In the following sections we will present some methods based on the linear basis expansion such as the regression splines (Section 2.4.2, smoothing splines (Section 2.4.4 and generalized additive models (Section 2.4.5). Note that the splines are methods applied to a univariate function \(x\) while the generalized additive models extend the uses of splines and other non-linear functions to the multivariate case.
2.4.2 Regression splines
Piecewise polynomials regression splines
Here the data are divided into different regions, each being defined by a polynomial function and separated by a sequence of knots, \(\xi_1, \xi_2, \dots, \xi_K\) and each piece are smoothly joined at those knots. For example, with one knot \(\xi\), dividing the data into two regions and with third-order polynomial pieces, we can write:
\[ s(x) = \left\{ \begin{array}{ll} \beta_{01} + \beta_{11}x + \beta_{21}x^2 + \beta_{31}x^3 + \epsilon \text{ if } x < \xi, \\ \beta_{02} + \beta_{12}x + \beta_{22}x^2 + \beta_{32}x^3 + \epsilon \text{ if } x > \xi. \\ \end{array} \right. \]
Piecewise cubic polynomials are generally used and constrained to be continuous and to have continuous first and second derivatives at the knots. For any given set of knots, the smooth is computed by multiple regression on an appropriate set of basis vectors. These vectors are the basis functions representing the family of piecewise cubic polynomials, evaluated at the observed values of the predictor \(x\).
Cubic regression splines
A simple choice of basis functions for piecewise-cubic splines (truncated power series basis) derives from the parametric expression for the smooth
\[s(\boldsymbol{x}) = \beta_0 + \beta_1x + \beta_2x^2 + \beta_3x^3 + \sum_{k=1}^{\mathit{K}}\beta_k(x - \xi_k)_+^3, \label{eq:cubic}\]
which have the required properties:
\(s\) is cubic polynomial in any subinterval \([\xi_k,\xi_{k+1}]\),
\(s\) has two continuous derivatives,
\(s\) has a third derivative that is a step function with jumps at \(\xi_1,\dots,\xi_{\mathit{K}}\).
The sequence of knots can be placed over the range of the data or at appropriate quantiles of the predictor variable (e.g., 3 interior knots at the three quartiles).

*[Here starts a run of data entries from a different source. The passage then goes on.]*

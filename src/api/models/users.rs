//! User API models.

use serde::{Deserialize, Serialize};
use utoipa::ToSchema;

use crate::api::models::roles::RoleResponse;
use crate::api::models::check_required;
use crate::db::models::users::{UserCreateDBRequest, UserDBResponse, UserUpdateDBRequest};
use crate::errors::Error;
use crate::types::{RoleId, UserId};

/// Request to create a user.
#[derive(Debug, Clone, Deserialize, ToSchema)]
pub struct UserCreate {
    pub username: String,
    pub fullname: String,
    pub age: Option<i32>,
    pub password: String,
    /// Role IDs to assign; unknown IDs are silently skipped
    #[serde(default)]
    pub role_ids: Vec<RoleId>,
}

impl UserCreate {
    pub fn validate(&self) -> Result<(), Error> {
        check_required("username", &self.username, 32)?;
        check_required("fullname", &self.fullname, 64)?;
        check_required("password", &self.password, 256)
    }

    /// Pair with a computed hash to form the database request; the plaintext
    /// password stops here.
    pub fn into_db_request(self, password_hash: String) -> UserCreateDBRequest {
        UserCreateDBRequest {
            username: self.username,
            fullname: self.fullname,
            age: self.age,
            password_hash: Some(password_hash),
            role_ids: self.role_ids,
        }
    }
}

/// Request to update a user. Absent fields are left unchanged; passwords
/// change through their own endpoint.
#[derive(Debug, Clone, Default, Deserialize, ToSchema)]
pub struct UserUpdate {
    pub username: Option<String>,
    pub fullname: Option<String>,
    pub age: Option<i32>,
    pub is_active: Option<bool>,
    /// When present, replaces the full set of role assignments
    pub role_ids: Option<Vec<RoleId>>,
}

impl UserUpdate {
    pub fn validate(&self) -> Result<(), Error> {
        if let Some(username) = &self.username {
            check_required("username", username, 32)?;
        }
        if let Some(fullname) = &self.fullname {
            check_required("fullname", fullname, 64)?;
        }
        Ok(())
    }

    /// Whether this update touches fields only administrators may change.
    pub fn touches_admin_fields(&self) -> bool {
        self.is_active.is_some() || self.role_ids.is_some()
    }
}

impl From<UserUpdate> for UserUpdateDBRequest {
    fn from(update: UserUpdate) -> Self {
        Self {
            username: update.username,
            fullname: update.fullname,
            age: update.age,
            image_path: None,
            is_active: update.is_active,
            password_hash: None,
            role_ids: update.role_ids,
        }
    }
}

/// A user as returned by the API. Never carries the password hash.
#[derive(Debug, Clone, Serialize, ToSchema)]
pub struct UserResponse {
    pub id: UserId,
    pub username: String,
    pub fullname: String,
    pub age: Option<i32>,
    pub image_path: Option<String>,
    pub is_active: bool,
    pub roles: Vec<RoleResponse>,
}

impl From<UserDBResponse> for UserResponse {
    fn from(user: UserDBResponse) -> Self {
        Self {
            id: user.id,
            username: user.username,
            fullname: user.fullname,
            age: user.age,
            image_path: user.image_path,
            is_active: user.is_active,
            roles: user.roles.into_iter().map(RoleResponse::from).collect(),
        }
    }
}

/// The resolved identity behind an authenticated request.
///
/// Produced by the bearer-token extractor; handlers receive it as an
/// argument and use it for ownership and role checks.
#[derive(Debug, Clone)]
pub struct CurrentUser {
    pub id: UserId,
    pub username: String,
    pub fullname: String,
    pub is_active: bool,
    pub roles: Vec<RoleResponse>,
}

impl CurrentUser {
    pub fn has_role(&self, name: &str) -> bool {
        self.roles.iter().any(|role| role.name == name)
    }
}

impl From<UserDBResponse> for CurrentUser {
    fn from(user: UserDBResponse) -> Self {
        Self {
            id: user.id,
            username: user.username,
            fullname: user.fullname,
            is_active: user.is_active,
            roles: user.roles.into_iter().map(RoleResponse::from).collect(),
        }
    }
}

#[cfg(test)]
mod tests {
    use super::*;

    fn valid_create() -> UserCreate {
        UserCreate {
            username: "alice".to_string(),
            fullname: "Alice Example".to_string(),
            age: Some(30),
            password: "s3cret".to_string(),
            role_ids: vec![],
        }
    }

    #[test]
    fn test_create_validation() {
        assert!(valid_create().validate().is_ok());

        let mut empty_username = valid_create();
        empty_username.username = "  ".to_string();
        assert!(empty_username.validate().is_err());

        let mut long_username = valid_create();
        long_username.username = "x".repeat(33);
        assert!(long_username.validate().is_err());

        let mut empty_password = valid_create();
        empty_password.password = String::new();
        assert!(empty_password.validate().is_err());
    }

    #[test]
    fn test_update_validation_ignores_absent_fields() {
        assert!(UserUpdate::default().validate().is_ok());

        let update = UserUpdate {
            username: Some("y".repeat(40)),
            ..Default::default()
        };
        assert!(update.validate().is_err());
    }

    #[test]
    fn test_admin_only_fields_detected() {
        assert!(!UserUpdate::default().touches_admin_fields());

        let roles = UserUpdate {
            role_ids: Some(vec![1]),
            ..Default::default()
        };
        assert!(roles.touches_admin_fields());

        let activity = UserUpdate {
            is_active: Some(false),
            ..Default::default()
        };
        assert!(activity.touches_admin_fields());
    }
}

A cubic spline satisfies the following properties:
\[s(x) \in C^2[\xi_0,\xi_n] = \left\{ \begin{array}{ll} s_{0}(x), \hspace{.5cm} \xi_0 \leq x \leq \xi_1, \\ s_{1}(x), \hspace{.5cm} \xi_1 \leq x \leq \xi_2, \\ \dots\\ s_{n-1}(x), \hspace{.5cm} \xi_{n-1} \leq x \leq \xi_n, \\ \end{array} \right.\] and
\[s(x): \left\{ \begin{array}{ll} s_{k-1}(x_k) = s_k(x_k) \\ s'_{k-1}(x_k) = s'_k(x_k) \\ s''_{k-1}(x_k) = s''_k(x_k) \\ \end{array} \right. ,\text{ for } k = 1,2,\dots,(n-1).\]
The choice of a third-order polynomial allows the function \(s(x)\) to be continuous at the knots.
Natural splines
A variant of polynomial splines are the natural splines: these are simply splines with an additional constraint that forces the function to be linear beyond the boundary knots. It is common to supply an additional knot at each extreme of the data and impose linearity beyond them. Then, with \(K-2\) interior knots (and two boundary knots), the dimension of the space of fits is \(K\). The lesser flexibility at the boundaries of natural splines tends to decrease the variance we can get when fitting regular regression splines.
We add the following condition to get a natural cubic spline: \[s''(\xi_0) = s''(\xi_n) = 0.\]
Figure 2.3 illustrates the use of natural cubic splines for the construction of an interpolating smooth curve.
2.4.3 \(\mathrm{B}\)-splines
The \(\mathrm{B}\)-spline basis functions provide a numerically superior alternative basis to the truncated power series. Their main feature is that any given basis function \(\mathit{B}_k(x)\) is non-zero over a span of at most five distinct knots which means that the resulting basis function matrix \(\mathbf{B}\) is banded. The \(\mathit{B}_k\) are piecewise cubics and we need \(K + 4\) of them (\(K + 2\) for natural splines) if we want to span the entire space. The algebraic definition is detailed in (Boor 1975).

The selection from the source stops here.